Getting older is a normal part of life, but vision loss most certainly is not — so says National Eye Institute director Dr. Paul A. Sieving, reported KXO Radio.
Offering up some advice to those interested in keeping their eyes healthy over the long-term period, Dr. Sieving said in the article that timely diagnosis, speedy treatment and proper follow-up can safeguard against vision loss stemming from conditions like age-related macular degeneration (AMD), glaucoma and diabetic retinopathy.
In the article, Dr. Sieving provided the following suggestions in a bid to help people keep their eyes in good shape no matter what their age:
- People need to find out whether or not eye disease is something that is part of their family history. If they discover that a relative has eye disease, they should consult their eye doctor to find out what they can done to keep their eyes functioning properly.
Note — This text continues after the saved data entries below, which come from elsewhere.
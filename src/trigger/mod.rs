//! Declarative one-shot triggers.
//!
//! A [`TrackingTrigger`] describes a single event. Activating it fires the
//! event through the nearest enclosing scope and then reports the sink's
//! return value to an optional completion callback.

use crate::error::Result;
use crate::merge::Fields;
use crate::scope::{Scope, Snapshot};
use serde_json::Value;
use std::fmt;
use tracing::trace;

type Callback = Box<dyn FnOnce(&Value)>;

/// A terminal trigger that fires exactly once when activated.
pub struct TrackingTrigger {
	event: String,
	payload: Option<Fields>,
	fields: Option<Fields>,
	options: Fields,
	on_trigger: Option<Callback>,
}

impl TrackingTrigger {
	pub fn new(event: impl Into<String>) -> Self {
		Self {
			event: event.into(),
			payload: None,
			fields: None,
			options: Fields::new(),
			on_trigger: None,
		}
	}

	pub fn with_payload(mut self, payload: Fields) -> Self {
		self.payload = Some(payload);
		self
	}

	/// Deprecated spelling of [`with_payload`](Self::with_payload). An
	/// explicit payload takes precedence.
	pub fn with_fields(mut self, fields: Fields) -> Self {
		self.fields = Some(fields);
		self
	}

	pub fn with_options(mut self, options: Fields) -> Self {
		self.options = options;
		self
	}

	/// Called with the sink's return value after the event fires.
	pub fn on_trigger<F>(mut self, callback: F) -> Self
	where
		F: FnOnce(&Value) + 'static,
	{
		self.on_trigger = Some(Box::new(callback));
		self
	}

	pub fn event(&self) -> &str {
		&self.event
	}

	/// Fire the event through `scope`, or through the root snapshot's no-op
	/// sink when there is no enclosing scope.
	///
	/// Consumes the trigger, so each trigger fires at most once. The
	/// completion callback is not called if the trigger fails.
	pub fn activate<S>(self, scope: Option<&S>) -> Result<Value>
	where
		S: Scope + ?Sized,
	{
		let TrackingTrigger {
			event,
			payload,
			fields,
			options,
			on_trigger,
		} = self;
		let payload = payload.or(fields).unwrap_or_default();

		let result = match scope {
			Some(scope) => scope.trigger(Some(&event), Some(&payload), Some(&options))?,
			None => {
				trace!(event = %event, "no enclosing tracking scope");
				Snapshot::root().trigger(Some(&event), Some(&payload), Some(&options))?
			}
		};

		if let Some(callback) = on_trigger {
			callback(&result);
		}
		Ok(result)
	}
}

impl fmt::Debug for TrackingTrigger {
	fn fmt(&self, f: &mut fmt::Formatter<'_>) -> fmt::Result {
		f.debug_struct("TrackingTrigger")
			.field("event", &self.event)
			.field("payload", &self.payload)
			.field("fields", &self.fields)
			.field("options", &self.options)
			.field("on_trigger", &self.on_trigger.is_some())
			.finish()
	}
}
//! Structural deep merge for tracking payloads and options.
//!
//! Merge semantics, applied key by key from left to right:
//! - Arrays: concatenated (incoming appended after accumulated)
//! - Objects: deep-merged by key (recursive)
//! - Anything else: incoming replaces accumulated

use serde_json::{Map, Value};

/// A JSON object used for payloads, options and their per-event tables.
pub type Fields = Map<String, Value>;

/// Merge any number of values into a new object without touching the inputs.
///
/// `Null` inputs are skipped. Array inputs contribute their elements under
/// index keys ("0", "1", ...). Other top-level scalars contribute nothing.
pub fn deep_merge<'a, I>(inputs: I) -> Fields
where
	I: IntoIterator<Item = &'a Value>,
{
	inputs.into_iter().fold(Fields::new(), |mut merged, input| {
		match input {
			Value::Object(fields) => merge_into(&mut merged, fields),
			Value::Array(items) => {
				for (index, item) in items.iter().enumerate() {
					merge_value(&mut merged, &index.to_string(), item);
				}
			}
			_ => {}
		}
		merged
	})
}

/// Merge already-typed objects in order. Absent entries are skipped.
pub fn merge_fields(inputs: &[Option<&Fields>]) -> Fields {
	let mut merged = Fields::new();
	for fields in inputs.iter().flatten() {
		merge_into(&mut merged, fields);
	}
	merged
}

fn merge_into(merged: &mut Fields, incoming: &Fields) {
	for (key, value) in incoming {
		merge_value(merged, key, value);
	}
}

fn merge_value(merged: &mut Fields, key: &str, incoming: &Value) {
	// Everything already in `merged` is an owned copy, so it can be extended in place.
	let value = match (merged.remove(key), incoming) {
		(Some(Value::Array(mut existing)), Value::Array(items)) => {
			existing.extend(items.iter().cloned());
			Value::Array(existing)
		}
		(Some(Value::Object(mut existing)), Value::Object(fields)) => {
			merge_into(&mut existing, fields);
			Value::Object(existing)
		}
		_ => incoming.clone(),
	};
	merged.insert(key.to_owned(), value);
}

#[cfg(test)]
mod tests {
	use super::*;
	use serde_json::json;

	#[test]
	fn test_skips_null_inputs() {
		let result = deep_merge([&Value::Null, &json!({"a": 1}), &Value::Null]);
		assert_eq!(Value::Object(result), json!({"a": 1}));
	}

	#[test]
	fn test_all_absent_is_empty() {
		assert!(deep_merge([&Value::Null, &Value::Null]).is_empty());
		assert!(deep_merge(std::iter::empty::<&Value>()).is_empty());
		assert!(merge_fields(&[None, None]).is_empty());
	}

	#[test]
	fn test_nested_objects_and_arrays() {
		let first = json!({
			"a": {
				"b": {
					"c": {"d": 1, "e": [{"z": 1}]},
					"f": {"g": [1, 11, 111]}
				},
				"h": {"i": 1}
			},
			"j": 1
		});
		let second = json!({
			"a": {
				"b": {
					"c": {"e": [{"x": 2}]},
					"f": {"g": [2, 22]}
				},
				"k": {"l": 2}
			},
			"j": 2
		});

		let result = deep_merge([&first, &second]);

		assert_eq!(
			Value::Object(result),
			json!({
				"a": {
					"b": {
						"c": {"d": 1, "e": [{"z": 1}, {"x": 2}]},
						"f": {"g": [1, 11, 111, 2, 22]}
					},
					"h": {"i": 1},
					"k": {"l": 2}
				},
				"j": 2
			})
		);
	}

	#[test]
	fn test_mismatched_types_replace() {
		let first = json!({
			"a": "some string",
			"b": ["a", "r", "r"],
			"c": {"d": 1, "e": 1}
		});
		let second = json!({
			"a": 2,
			"b": "hello",
			"c": {"d": 2}
		});

		let result = deep_merge([&first, &second]);

		assert_eq!(
			Value::Object(result),
			json!({"a": 2, "b": "hello", "c": {"d": 2, "e": 1}})
		);
	}

	#[test]
	fn test_object_replaced_by_array_and_back() {
		let result = deep_merge([&json!({"k": {"a": 1}}), &json!({"k": [1]})]);
		assert_eq!(result["k"], json!([1]));

		let result = deep_merge([&json!({"k": [1]}), &json!({"k": {"a": 1}})]);
		assert_eq!(result["k"], json!({"a": 1}));
	}

	#[test]
	fn test_array_concat_keeps_duplicates() {
		let result = deep_merge([&json!({"k": [1, 2]}), &json!({"k": [2, 1]})]);
		assert_eq!(result["k"], json!([1, 2, 2, 1]));
	}

	#[test]
	fn test_top_level_array_uses_index_keys() {
		let result = deep_merge([&json!(["x", "y"]), &json!({"1": "z"})]);
		assert_eq!(Value::Object(result), json!({"0": "x", "1": "z"}));
	}

	#[test]
	fn test_top_level_scalars_contribute_nothing() {
		let result = deep_merge([&json!({"a": 1}), &json!("text"), &json!(42)]);
		assert_eq!(Value::Object(result), json!({"a": 1}));
	}

	#[test]
	fn test_inputs_are_not_mutated() {
		let first = json!({"a": {"b": [1]}, "c": 1});
		let second = json!({"a": {"b": [2], "d": 2}});
		let first_before = first.clone();
		let second_before = second.clone();

		let mut result = deep_merge([&first, &second]);
		result.insert("c".into(), json!("changed"));
		if let Some(Value::Object(a)) = result.get_mut("a") {
			a.insert("b".into(), json!([]));
		}

		assert_eq!(first, first_before);
		assert_eq!(second, second_before);
	}

	#[test]
	fn test_repeated_calls_are_equal() {
		let first = json!({"a": {"b": 1}, "list": [1]});
		let second = json!({"a": {"c": 2}, "list": [2]});
		assert_eq!(deep_merge([&first, &second]), deep_merge([&first, &second]));
	}

	#[test]
	fn test_associative() {
		let a = json!({"x": {"y": [1], "z": 1}, "s": "a", "m": {"n": 1}});
		let b = json!({"x": {"y": [2], "w": 2}, "s": {"t": 1}, "m": "flat"});
		let c = json!({"x": {"y": [3], "z": 3}, "s": {"u": 2}, "m": {"o": 3}});

		let all_at_once = deep_merge([&a, &b, &c]);
		let left_first = Value::Object(deep_merge([&a, &b]));
		let stepwise = deep_merge([&left_first, &c]);

		assert_eq!(all_at_once, stepwise);
	}

	#[test]
	fn test_merge_fields_later_wins() {
		let mut first = Fields::new();
		first.insert("location".into(), json!("bottom"));
		first.insert("zombie".into(), json!("walking"));
		let mut second = Fields::new();
		second.insert("location".into(), json!("top"));

		let result = merge_fields(&[Some(&first), None, Some(&second)]);

		assert_eq!(
			Value::Object(result),
			json!({"location": "top", "zombie": "walking"})
		);
	}
}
- People need to adopt a healthy lifestyle. Those who consume foods that contain lots of omega-3 fatty acids — which can be found in fish — and vitamins C and A — which can be found in produce such as leafy green vegetables and citrus fruits — can help to protect their eyes.
- People need to learn to give their eyes a break now and again. According to Dr. Sieving, those who have an occupation that requires sitting in front of a computer for long stretches of the day should follow the 20/20/20 rule. He explained that people should, ever 20 minutes, focus their eyes approximately 20 feet in front of them for a period of 20 seconds. This, said Dr. Sieving, will help to lessen fatigue and eyestrain.
- People need to be careful when it comes to selecting sunglasses. When out looking for the perfect pair, people should narrow their selection to sunglasses that block out at least 99% of UV-B and UV-A radiation. Anything less will not provide adequate protection.
Dr. Sieving said in the article that early phases of eye conditions generally do not come with obvious symptoms. What this means is that people need to go to their eye care specialist for a complete dilated eye test.